HQ-SAM Fine-Tuned Checkpoints for Microstructure Segmentation
Model Description
This repository contains dataset-specific fine-tuned parameter checkpoints for
HQ-SAM with its ViT-B backbone. The files do not contain the full base model.
Load them together with sam_hq_vit_b.pth using the matching source script.

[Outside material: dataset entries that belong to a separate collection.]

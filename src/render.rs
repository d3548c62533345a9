//! Plain-text layouts for printing a sequence of values

use std::fmt::Display;

/// How a sequence is laid out when printed
#[derive(Debug, Clone, Copy, PartialEq, Eq)]
pub enum Layout {
    /// `1 2 4 5 8`
    SpaceSeparated,
    /// One value per line, each followed by a newline
    Lines,
    /// `[1, 2, 4, 5, 8]`
    Bracketed,
}

/// Render `values` in the given layout
pub fn render<T: Display>(values: &[T], layout: Layout) -> String {
    let items: Vec<String> = values.iter().map(ToString::to_string).collect();
    match layout {
        Layout::SpaceSeparated => items.join(" "),
        Layout::Lines => items.iter().map(|item| format!("{item}\n")).collect(),
        Layout::Bracketed => format!("[{}]", items.join(", ")),
    }
}

#[cfg(test)]
mod tests {
    use super::*;

    #[test]
    fn layouts() {
        let nums = [1, 2, 4, 5, 8];
        assert_eq!(render(&nums, Layout::SpaceSeparated), "1 2 4 5 8");
        assert_eq!(render(&nums, Layout::Lines), "1\n2\n4\n5\n8\n");
        assert_eq!(render(&nums, Layout::Bracketed), "[1, 2, 4, 5, 8]");
    }

    #[test]
    fn empty_and_single() {
        let empty: [u64; 0] = [];
        assert_eq!(render(&empty, Layout::SpaceSeparated), "");
        assert_eq!(render(&empty, Layout::Lines), "");
        assert_eq!(render(&empty, Layout::Bracketed), "[]");

        assert_eq!(render(&[7], Layout::SpaceSeparated), "7");
        assert_eq!(render(&[7], Layout::Bracketed), "[7]");
    }

    #[test]
    fn any_display_type() {
        assert_eq!(render(&[-1.5, 2.0], Layout::Bracketed), "[-1.5, 2]");
        assert_eq!(render(&["a", "b"], Layout::SpaceSeparated), "a b");
    }
}
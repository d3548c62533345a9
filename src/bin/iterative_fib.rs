//! Print F(0) through F(49) by accumulation.

use anyhow::Result;
use classic_algos::demo::{fibonacci_demo, LONG_RUN};
use classic_algos::fibonacci::IterativeFibonacci;
use classic_algos::logging;
use classic_algos::render::Layout;

fn main() {
    logging::init();
    if let Err(err) = run() {
        eprintln!("{:#}", err);
        std::process::exit(1);
    }
}

fn run() -> Result<()> {
    fibonacci_demo(
        &mut std::io::stdout().lock(),
        &IterativeFibonacci,
        LONG_RUN,
        Layout::SpaceSeparated,
    )
}
//! Coercion of raw literal tokens into typed values.
//!
//! The type of a literal is decided by its lexical form alone: quoted text is
//! always a string, even when it looks numeric.

use super::ast::{Literal, TypeName};
use super::lexer::{RawLiteral, Token};
use crate::error::CoercionError;

/// Convert a raw literal token into a typed [`Literal`].
pub fn coerce_literal(raw: &RawLiteral, position: usize) -> Result<Literal, CoercionError> {
    match raw {
        RawLiteral::Number(text) => coerce_number(text, position),
        RawLiteral::Str(s) => Ok(Literal::String(s.clone())),
        RawLiteral::True => Ok(Literal::Bool(true)),
        RawLiteral::False => Ok(Literal::Bool(false)),
        RawLiteral::Null => Ok(Literal::Null),
    }
}

fn coerce_number(text: &str, position: usize) -> Result<Literal, CoercionError> {
    let is_float = text.contains(['.', 'e', 'E']);

    if is_float {
        return match text.parse::<f64>() {
            Ok(n) if n.is_finite() => Ok(Literal::Float(n)),
            _ => Err(CoercionError::NonFiniteNumber {
                position,
                text: text.to_string(),
            }),
        };
    }

    text.parse::<i64>()
        .map(Literal::Int)
        .map_err(|_| CoercionError::IntegerOutOfRange {
            position,
            text: text.to_string(),
        })
}

/// Convert the token after `type` into a type name.
///
/// Bare words, `null` and quoted names are accepted; anything else is not a
/// type name.
pub fn coerce_type_name(token: &Token, position: usize) -> Result<Literal, CoercionError> {
    let name = match token {
        Token::Ident(word) => word.clone(),
        Token::Literal(RawLiteral::Str(s)) => s.clone(),
        Token::Literal(RawLiteral::Null) => "null".to_string(),
        other => other.to_string(),
    };

    TypeName::from_name(&name)
        .map(Literal::TypeName)
        .ok_or(CoercionError::InvalidTypeName {
            position,
            found: name,
        })
}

Source code: https://github.com/WUT-AI-AI4Mat/Segmentation-methods-evaluation-for-quantitative-microstructure-analysis
Fine-Tuning Routes and Checkpoints
| Dataset | Route | Classes | File |
|---|---|---|---|
| Aachen-Heerlen | LoRA plus mask decoder | 2 | checkpoints/Aachen-Heerlen/hqsam_lora_decoder_best.pth |
| EMPS | LoRA plus mask decoder | 2 | checkpoints/EMPS/hqsam_lora_decoder_best.pth |
| Grain | LoRA plus mask decoder | 2 | checkpoints/Grain/hqsam_lora_decoder_best.pth |
| EBC | LoRA, mask decoder, and class tokens | 3 | checkpoints/EBC/semantic_hqsam_best.pth |
| Super | LoRA, mask decoder, and class tokens | 3 | checkpoints/Super/semantic_hqsam_best.pth |
| MetalDAM | LoRA, mask decoder, and class tokens | 5 | checkpoints/MetalDAM/semantic_hqsam_best.pth |
| UHCS | LoRA, mask decoder, and class tokens | 7 | checkpoints/UHCS/semantic_hqsam_best.pth |
Class counts include background.
Base Model Requirement
Download the official HQ-SAM ViT-B checkpoint from: https://huggingface.co/lkeab/hq-sam/resolve/main/sam_hq_vit_b.pth
The files in this repository contain LoRA and mask-decoder parameters. Multiclass files additionally contain learned class tokens.
Training Details
- Base architecture: HQ-SAM ViT-B
- SAM encoder input: longest side resized and padded to 1024 x 1024
- Training batch size: 1
- Epochs: 200
- Optimizer: AdamW
- Learning rate: 0.0001
- Weight decay: 0.0001
- Scheduler: CosineAnnealingLR with minimum learning rate 0.000001
- Early-stopping patience: 50
- LoRA rank: 8
- LoRA alpha: 16
- LoRA dropout: 0.05
- LoRA targets:
qkvandproj - Binary objective: BCE, Dice, and IoU MSE
- Multiclass objective: cross-entropy and Dice
Usage
Example for binary EMPS segmentation:
hf download NAMESPACE/microstructure-hq-sam checkpoints/EMPS/hqsam_lora_decoder_best.pth --local-dir weights/hq-sam
python hqsam/test_lora_decoder.py \
--dataset-root /path/to/EMPS \
--checkpoint weights/pretrained/sam_hq_vit_b.pth \
--finetuned-checkpoint weights/hq-sam/checkpoints/EMPS/hqsam_lora_decoder_best.pth \
--output-dir results/hq_sam_emps
For multiclass checkpoints, use hqsam/test_semantic_hqsam.py and pass the
class count from the table.
Inference Parameters
The original automatic-mask path uses points_per_side=32,
points_per_batch=64, pred_iou_thresh=0.85,
stability_score_thresh=0.8, box_nms_thresh=0.7, and crop_n_layers=0. The
binary fine-tuned path uses pred_iou_thresh=0.78 and
stability_score_thresh=0.8.
Evaluation, Intended Use, and Limitations
Evaluation saves original-resolution masks and calculates the common benchmark
metrics through Myutils/metrics.py. These checkpoints are intended for
research reproduction on the named datasets. They require the matching HQ-SAM
ViT-B base checkpoint and may not generalize to unseen materials or imaging
conditions. They are not validated for safety-critical or industrial
quality-control decisions.
License and Citation
The released experiment files are provided under the MIT license. HQ-SAM and its base checkpoint remain subject to upstream terms and are not redistributed here. A paper citation will be added after publication.